To register we will need the following:
(a) name and affiliation (if applicable)
(b) postal address for the reading pack
(c) a short bio note for inclusion in the seminar pack
(d) flight details if you are traveling from outside Dublin
Michael O'Rourke.
Reading Leo Bersani: A Retrospective
Three-Day Intensive, Interdisciplinary Seminar
Friday 12, Saturday 13 and Sunday 14 June 2009
As Part of The(e)ories: Advanced Seminars for Queer Research 2009 in Collaboration with the MA in Gender Writing/Graduate Education and Research Programme in Gender, Culture and History, School of English, Drama and Film at University College Dublin.
Seminar Description:
This three-day intensive seminar will be devoted to discussing the influential thinker Leo Bersani whose work spans half a century and which helped to define the fields of lesbian and gay studies and what later came to be called queer theory. His vast, in many ways unclassifiable, oeuvre has traversed and blurred the boundaries of the disciplines of modern French literature, literary criticism, psychoanalysis, art history, film theory, aesthetics, masculinity studies and sexuality studies. This seminar will seek to open up and illuminate the connections and relations Bersani's writings have forged among and between these disciplines (and others).

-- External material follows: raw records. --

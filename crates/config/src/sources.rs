//! Source configuration
//!
//! Network inputs that feed the pipeline. Sources are optional; without
//! one the pipeline only replays what is already in the journal.

use serde::Deserialize;

/// Container for all source configurations
///
/// ```toml
/// [sources.udp]
/// port = 12201
/// num_workers = 4
/// ```
#[derive(Debug, Clone, Default, Deserialize)]
#[serde(default)]
pub struct SourcesConfig {
    /// Chunked UDP source (GELF chunking)
    pub udp: Option<UdpSourceConfig>,
}

/// UDP source configuration
#[derive(Debug, Clone, Deserialize)]
#[serde(default)]
pub struct UdpSourceConfig {
    /// Whether this source is enabled
    /// Default: true (enabled when config is present)
    pub enabled: bool,

    /// Bind address
    pub address: String,

    /// Listen port
    /// Default: 12201
    pub port: u16,

    /// Number of worker sockets (SO_REUSEPORT)
    pub num_workers: usize,

    /// Socket receive buffer size in bytes
    pub recv_buffer_size: usize,

    /// Largest datagram accepted
    pub max_datagram_size: usize,
}

impl Default for UdpSourceConfig {
    fn default() -> Self {
        Self {
            enabled: true,
            address: "0.0.0.0".into(),
            port: 12201,
            num_workers: 4,
            recv_buffer_size: 256 * 1024,
            max_datagram_size: 65536,
        }
    }
}

impl UdpSourceConfig {
    /// Get the socket address to bind to
    pub fn bind_address(&self) -> String {
        format!("{}:{}", self.address, self.port)
    }
}
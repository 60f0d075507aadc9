//! Sink configuration
//!
//! The pipeline dispatches to exactly one downstream sink, selected by
//! `type` when the pipeline is built.
//!
//! ```toml
//! [sink]
//! type = "file"
//! path = "logs/messages.log"
//! ```

use serde::Deserialize;
use std::path::PathBuf;

/// Configuration for the downstream sink
#[derive(Debug, Clone, Deserialize, PartialEq, Eq)]
#[serde(tag = "type", rename_all = "snake_case")]
pub enum SinkConfig {
    /// Discard everything (benchmarking)
    Null,

    /// One line per message on stdout
    Stdout(StdoutSinkConfig),

    /// Append one line per message to a file
    File(FileSinkConfig),
}

impl Default for SinkConfig {
    fn default() -> Self {
        Self::Stdout(StdoutSinkConfig::default())
    }
}

impl SinkConfig {
    /// Get the sink type name
    pub fn type_name(&self) -> &'static str {
        match self {
            Self::Null => "null",
            Self::Stdout(_) => "stdout",
            Self::File(_) => "file",
        }
    }
}

/// Stdout sink configuration
#[derive(Debug, Clone, Default, Deserialize, PartialEq, Eq)]
#[serde(default)]
pub struct StdoutSinkConfig {
    /// Prefix each line with the journal offset
    pub show_offsets: bool,
}

/// File sink configuration
#[derive(Debug, Clone, Default, Deserialize, PartialEq, Eq)]
#[serde(default)]
pub struct FileSinkConfig {
    /// Output file (required)
    pub path: PathBuf,

    /// fsync after every batch
    pub sync: bool,
}

#[cfg(test)]
mod tests {
    use super::*;

    #[derive(Deserialize)]
    struct Wrapper {
        sink: SinkConfig,
    }

    #[test]
    fn test_default_is_stdout() {
        assert_eq!(SinkConfig::default().type_name(), "stdout");
    }

    #[test]
    fn test_deserialize_null() {
        let w: Wrapper = toml::from_str("[sink]\ntype = \"null\"").unwrap();
        assert_eq!(w.sink, SinkConfig::Null);
    }

    #[test]
    fn test_deserialize_file() {
        let toml = r#"
[sink]
type = "file"
path = "out/messages.log"
sync = true
"#;
        let w: Wrapper = toml::from_str(toml).unwrap();
        match w.sink {
            SinkConfig::File(file) => {
                assert_eq!(file.path, PathBuf::from("out/messages.log"));
                assert!(file.sync);
            }
            other => panic!("expected file sink, got {:?}", other),
        }
    }

    #[test]
    fn test_unknown_type_rejected() {
        let result: Result<Wrapper, _> = toml::from_str("[sink]\ntype = \"clickhouse\"");
        assert!(result.is_err());
    }
}
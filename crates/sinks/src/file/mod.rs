//! File sink - append one line per message to a file
//!
//! The file is opened in append mode when the sink is built. Every batch
//! is formatted into one buffer, written, flushed and (with `sync = true`)
//! fsynced before the write returns, so an accepted batch is on disk.

use std::fs::OpenOptions;
use std::path::{Path, PathBuf};

use async_trait::async_trait;
use sluice_config::FileSinkConfig;
use sluice_journal::JournalEntry;
use tokio::fs::File;
use tokio::io::AsyncWriteExt;
use tokio::sync::Mutex;
use tracing::info;

use crate::common::{Sink, SinkError, format_batch};

/// Appends batches as text lines to a file
#[derive(Debug)]
pub struct FileSink {
    path: PathBuf,
    sync: bool,
    file: Mutex<File>,
}

impl FileSink {
    /// Open (creating if needed) the configured file for appending
    ///
    /// # Errors
    ///
    /// Returns `SinkError::Init` if the parent directory or file cannot be
    /// created.
    pub fn open(config: &FileSinkConfig) -> Result<Self, SinkError> {
        let path = config.path.clone();
        if path.as_os_str().is_empty() {
            return Err(SinkError::init("file sink requires a path"));
        }

        if let Some(parent) = path.parent()
            && !parent.as_os_str().is_empty()
        {
            std::fs::create_dir_all(parent).map_err(|e| {
                SinkError::init(format!("cannot create {}: {}", parent.display(), e))
            })?;
        }

        let file = OpenOptions::new()
            .create(true)
            .append(true)
            .open(&path)
            .map_err(|e| SinkError::init(format!("cannot open {}: {}", path.display(), e)))?;

        info!(path = %path.display(), sync = config.sync, "file sink opened");

        Ok(Self {
            path,
            sync: config.sync,
            file: Mutex::new(File::from_std(file)),
        })
    }

    /// Output file path
    pub fn path(&self) -> &Path {
        &self.path
    }
}

#[async_trait]
impl Sink for FileSink {
    fn name(&self) -> &'static str {
        "file"
    }

    async fn write(&self, batch: &[JournalEntry]) -> Result<(), SinkError> {
        if batch.is_empty() {
            return Ok(());
        }
        let out = format_batch(batch, false);

        let mut file = self.file.lock().await;
        file.write_all(out.as_bytes()).await?;
        file.flush().await?;
        if self.sync {
            file.sync_data().await?;
        }
        Ok(())
    }

    async fn flush(&self) -> Result<(), SinkError> {
        let mut file = self.file.lock().await;
        file.flush().await?;
        file.sync_data().await?;
        Ok(())
    }
}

Day one (Friday 12 June) will be devoted to ‘Reading Bersani Retrospectively’ and will focus on four main themes: identity, desire, relationality and aesthetics. Two trigger papers will be read in advance of each session which will be discussion-based and chaired by an expert facilitator. The readings chosen cover a small but representative sample of Bersani’s writings and it is hoped that the thematic focus will allow for an engaged discussion of some distinct (yet overlapping) unifying features which have animated, and continue to animate, Bersani's work.

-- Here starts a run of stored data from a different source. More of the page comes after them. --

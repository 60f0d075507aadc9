//! End-to-end pipeline tests: ingest, journal, replay and delivery

use std::sync::Arc;
use std::sync::atomic::{AtomicUsize, Ordering};
use std::time::Duration;

use async_trait::async_trait;
use bytes::Bytes;
use parking_lot::Mutex;
use sluice_config::{
    BuffersConfig, Config, DispatcherConfig, FileSinkConfig, JournalConfig, ProcessingConfig,
    SinkConfig,
};
use sluice_journal::{CommitLogJournal, JournalEntry};
use sluice_metrics::{BufferMetricsProvider, DispatcherMetricsProvider, PipelineMetricsProvider};
use sluice_pipeline::{IngestOutcome, Pipeline};
use sluice_sinks::{Sink, SinkError};
use tempfile::TempDir;
use tokio::sync::Semaphore;
use tokio_util::sync::CancellationToken;

/// Keeps every delivered payload
#[derive(Default)]
struct CollectingSink {
    delivered: Mutex<Vec<(u64, Bytes)>>,
}

impl CollectingSink {
    fn payloads(&self) -> Vec<Bytes> {
        let mut delivered = self.delivered.lock().clone();
        delivered.sort_by_key(|(offset, _)| *offset);
        delivered.into_iter().map(|(_, payload)| payload).collect()
    }

    fn len(&self) -> usize {
        self.delivered.lock().len()
    }
}

#[async_trait]
impl Sink for CollectingSink {
    fn name(&self) -> &'static str {
        "collecting"
    }

    async fn write(&self, batch: &[JournalEntry]) -> Result<(), SinkError> {
        self.delivered
            .lock()
            .extend(batch.iter().map(|e| (e.offset, e.payload.clone())));
        Ok(())
    }
}

/// Holds every write until released
struct GatedSink {
    open: Semaphore,
    delivered: AtomicUsize,
}

impl Default for GatedSink {
    fn default() -> Self {
        Self {
            open: Semaphore::new(0),
            delivered: AtomicUsize::new(0),
        }
    }
}

impl GatedSink {
    fn release(&self) {
        self.open.add_permits(Semaphore::MAX_PERMITS / 2);
    }

    fn len(&self) -> usize {
        self.delivered.load(Ordering::SeqCst)
    }
}

#[async_trait]
impl Sink for GatedSink {
    fn name(&self) -> &'static str {
        "gated"
    }

    async fn write(&self, batch: &[JournalEntry]) -> Result<(), SinkError> {
        let _permit = self.open.acquire().await.map_err(|_| SinkError::Closed)?;
        self.delivered.fetch_add(batch.len(), Ordering::SeqCst);
        Ok(())
    }
}

fn test_config(dir: &TempDir) -> Config {
    Config {
        journal: JournalConfig {
            path: dir.path().join("journal"),
            max_segment_size: 4096,
            flush_interval: Duration::from_millis(20),
            ..Default::default()
        },
        processing: ProcessingConfig { workers: 2 },
        dispatcher: DispatcherConfig {
            batch_size: 16,
            flush_interval: Duration::from_millis(10),
            ..Default::default()
        },
        ..Default::default()
    }
}

async fn wait_until(mut condition: impl FnMut() -> bool) {
    tokio::time::timeout(Duration::from_secs(5), async {
        while !condition() {
            tokio::time::sleep(Duration::from_millis(5)).await;
        }
    })
    .await
    .expect("condition should hold");
}

#[tokio::test]
async fn test_messages_flow_to_sink_and_commit() {
    let dir = TempDir::new().unwrap();
    let config = test_config(&dir);
    let sink = Arc::new(CollectingSink::default());
    let pipeline = Pipeline::with_sink(&config, sink.clone())
        .unwrap()
        .with_reader_poll_interval(Duration::from_millis(5));
    let ingestor = pipeline.ingestor();
    let counters = pipeline.pipeline_metrics();
    let delivered = pipeline.dispatcher_metrics();

    let cancel = CancellationToken::new();
    let tasks = pipeline.spawn(cancel.clone());

    for i in 0..100 {
        let outcome = ingestor.ingest(format!("message {i}").as_bytes()).unwrap();
        assert!(outcome.is_accepted());
    }

    // One chunked message in shuffled order
    let id = b"chunked!";
    for (index, part) in [(2u8, "c"), (0, "a"), (1, "b")] {
        ingestor
            .on_chunk(id, index, 3, Bytes::copy_from_slice(part.as_bytes()))
            .unwrap();
    }

    wait_until(|| sink.len() == 101).await;
    cancel.cancel();
    tasks.join().await.unwrap();

    let payloads = sink.payloads();
    assert_eq!(&payloads[0][..], b"message 0");
    assert_eq!(&payloads[99][..], b"message 99");
    assert_eq!(&payloads[100][..], b"abc");

    let snapshot = counters.pipeline_snapshot();
    assert_eq!(snapshot.messages_accepted, 101);
    assert_eq!(snapshot.messages_read, 101);
    assert_eq!(delivered.snapshot().messages_written, 101);

    let journal = CommitLogJournal::open(&config.journal).unwrap();
    assert_eq!(journal.committed_read_offset(), Some(100));
    assert_eq!(journal.log_end_offset(), 101);
}

#[tokio::test]
async fn test_undelivered_entries_replay_after_restart() {
    let dir = TempDir::new().unwrap();
    let config = test_config(&dir);

    // Accept without running any loops, then stop
    {
        let pipeline = Pipeline::with_sink(&config, Arc::new(CollectingSink::default())).unwrap();
        let ingestor = pipeline.ingestor();
        for i in 0..10u8 {
            ingestor.ingest(&[b'0' + i]).unwrap();
        }
        pipeline.journal().close().unwrap();
    }

    let sink = Arc::new(CollectingSink::default());
    let pipeline = Pipeline::with_sink(&config, sink.clone())
        .unwrap()
        .with_reader_poll_interval(Duration::from_millis(5));
    let cancel = CancellationToken::new();
    let tasks = pipeline.spawn(cancel.clone());

    wait_until(|| sink.len() == 10).await;
    cancel.cancel();
    tasks.join().await.unwrap();
    assert_eq!(&sink.payloads()[9][..], b"9");

    // Everything was committed, so a third run replays nothing
    let sink = Arc::new(CollectingSink::default());
    let pipeline = Pipeline::with_sink(&config, sink.clone())
        .unwrap()
        .with_reader_poll_interval(Duration::from_millis(5));
    let ingestor = pipeline.ingestor();
    let cancel = CancellationToken::new();
    let tasks = pipeline.spawn(cancel.clone());

    assert_eq!(
        ingestor.ingest(b"fresh").unwrap(),
        IngestOutcome::Accepted { offset: 10 }
    );
    wait_until(|| sink.len() == 1).await;
    cancel.cancel();
    tasks.join().await.unwrap();
    assert_eq!(&sink.payloads()[0][..], b"fresh");
}

#[tokio::test]
async fn test_stalled_sink_throttles_ingest_until_drained() {
    let dir = TempDir::new().unwrap();
    let config = Config {
        buffers: BuffersConfig {
            process_capacity: 4,
            output_capacity: 4,
        },
        ..test_config(&dir)
    };
    let sink = Arc::new(GatedSink::default());
    let pipeline = Pipeline::with_sink(&config, sink.clone())
        .unwrap()
        .with_reader_poll_interval(Duration::from_millis(5));
    let ingestor = pipeline.ingestor();
    let counters = pipeline.pipeline_metrics();
    let process = pipeline.process_buffer_metrics();

    let cancel = CancellationToken::new();
    let tasks = pipeline.spawn(cancel.clone());

    // The sink holds every write, so both buffers fill and the gate closes
    let mut accepted = 0u64;
    tokio::time::timeout(Duration::from_secs(5), async {
        loop {
            match ingestor.ingest(b"payload").unwrap() {
                IngestOutcome::Accepted { .. } => accepted += 1,
                IngestOutcome::Throttled => break,
                IngestOutcome::Pending => unreachable!(),
            }
            tokio::time::sleep(Duration::from_millis(1)).await;
        }
    })
    .await
    .expect("ingest should be throttled");

    assert!(ingestor.is_throttled());
    assert_eq!(process.snapshot().utilization_percent, 100.0);
    assert!(counters.pipeline_snapshot().throttle_active);
    assert_eq!(counters.pipeline_snapshot().messages_throttled, 1);

    sink.release();
    wait_until(|| sink.len() as u64 == accepted).await;
    wait_until(|| ingestor.ingest(b"again").unwrap().is_accepted()).await;
    assert!(!counters.pipeline_snapshot().throttle_active);

    cancel.cancel();
    tasks.join().await.unwrap();
}

#[tokio::test]
async fn test_file_sink_end_to_end() {
    let dir = TempDir::new().unwrap();
    let out = dir.path().join("out").join("messages.log");
    let config = Config {
        sink: SinkConfig::File(FileSinkConfig {
            path: out.clone(),
            sync: false,
        }),
        ..test_config(&dir)
    };
    let pipeline = Pipeline::new(&config)
        .unwrap()
        .with_reader_poll_interval(Duration::from_millis(5));
    let ingestor = pipeline.ingestor();
    let delivered = pipeline.dispatcher_metrics();
    assert_eq!(delivered.sink_type(), "file");

    let cancel = CancellationToken::new();
    let tasks = pipeline.spawn(cancel.clone());

    ingestor.ingest(b"{\"short_message\":\"one\"}").unwrap();
    ingestor.ingest(b"two\nlines").unwrap();
    wait_until(|| delivered.snapshot().messages_written == 2).await;

    cancel.cancel();
    tasks.join().await.unwrap();

    let written = std::fs::read_to_string(&out).unwrap();
    let lines: Vec<&str> = written.lines().collect();
    assert_eq!(lines.len(), 2);
    assert!(lines[0].ends_with("{\"short_message\":\"one\"}"));
    assert!(lines[1].ends_with("two\\nlines"));
}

Day two (Saturday 13 June) will be devoted to ‘Getting Intimate with Leo"’and will see Professor Bersani present from his new and ongoing work followed by a discussion with seminar delegates. After the lecture there will be a screening of Intimate Strangers, directed by Patrice Leconte (2004), which Bersani discusses in chapter one of his recent book Intimacies (co-authored with Adam Phillips).
Day three (Sunday 14 June) will centre on ‘Reading Intimacies’ and will be grouped into three sections each taking one chapter from Intimacies as its focus: self (chapter 1), sex (chapter 2) and ethics (chapter 3). Each session will be chaired by an expert facilitator and will feature short responses to the book from a wide variety of disciplinary locations. Professor Bersani will participate in this discussion of his book. The emphasis in all three seminars will be on discussion.
Required Reading:
There are a number of required texts for this seminar: copies of the trigger papers for day 1 of the seminar (Friday 12 June) will be provided in a reading pack in advance however delegates must source a copy of Intimacies by Leo Bersani and Adam Phillips (Chicago and London: University of Chicago Press, 2008 themselves. This book will be the focus of the third day of the seminar. Please note: reading packs can only be sent to people who confirm their attendance at the seminar by registering in advance.
The Author:
Leo Bersani is Professor Emeritus of French at the University of California, Berkeley, USA. His many books include: Intimacies (with A. Phillips, Univ. Chicago Press, 2008); Caravaggio's Secrets (with U. Dutoit, MIT Press, 1998); Caravaggio (with U. Dutoit, British Film Institute, 1999); Forming Couples: Godard's Contempt (with U. Dutoit, Legenda/European Humanities Research Centre, 2003); Forms of Being: Cinema, Aesthetics, Subjectivity (with U. Dutoit, British Film Institute, 2004); Homos (Harvard University Press, 1995); Arts of Impoverishment: Beckett, Rothko and Resnais (with U. Dutoit, Harvard University Press, 1993); The Culture of Redemption (Harvard University Press, 1990); The Freudian Body: Psychoanalysis and Art (Columbia University Press, 1986); The Forms of Violence (with U. Dutoit, Schocken Books, 1985); The Death of Stéphane Mallarmé (Cambridge University Press, 1981); Baudelaire and Freud (UC Press, 1979); A Future for Astyanax
(Little, Brown, 1976); Balzac to Beckett (Oxford University Press, 1970); and Marcel Proust: The Fictions of Life and of Art (Oxford University Press, 1965).
Seminar Schedule:
DAY 1, FRIDAY 12 JUNE: READING BERSANI RETROSPECTIVELY
9-9.30: Opening remarks and introductions
9.30-10.45: Session 1 - Identity
Trigger Papers:
'Erotic Assumptions: Narcissism and Sublimation in Freud' in The Culture of Redemption (Cambridge, Mass. and London: Harvard University Press, 1990) 29-46.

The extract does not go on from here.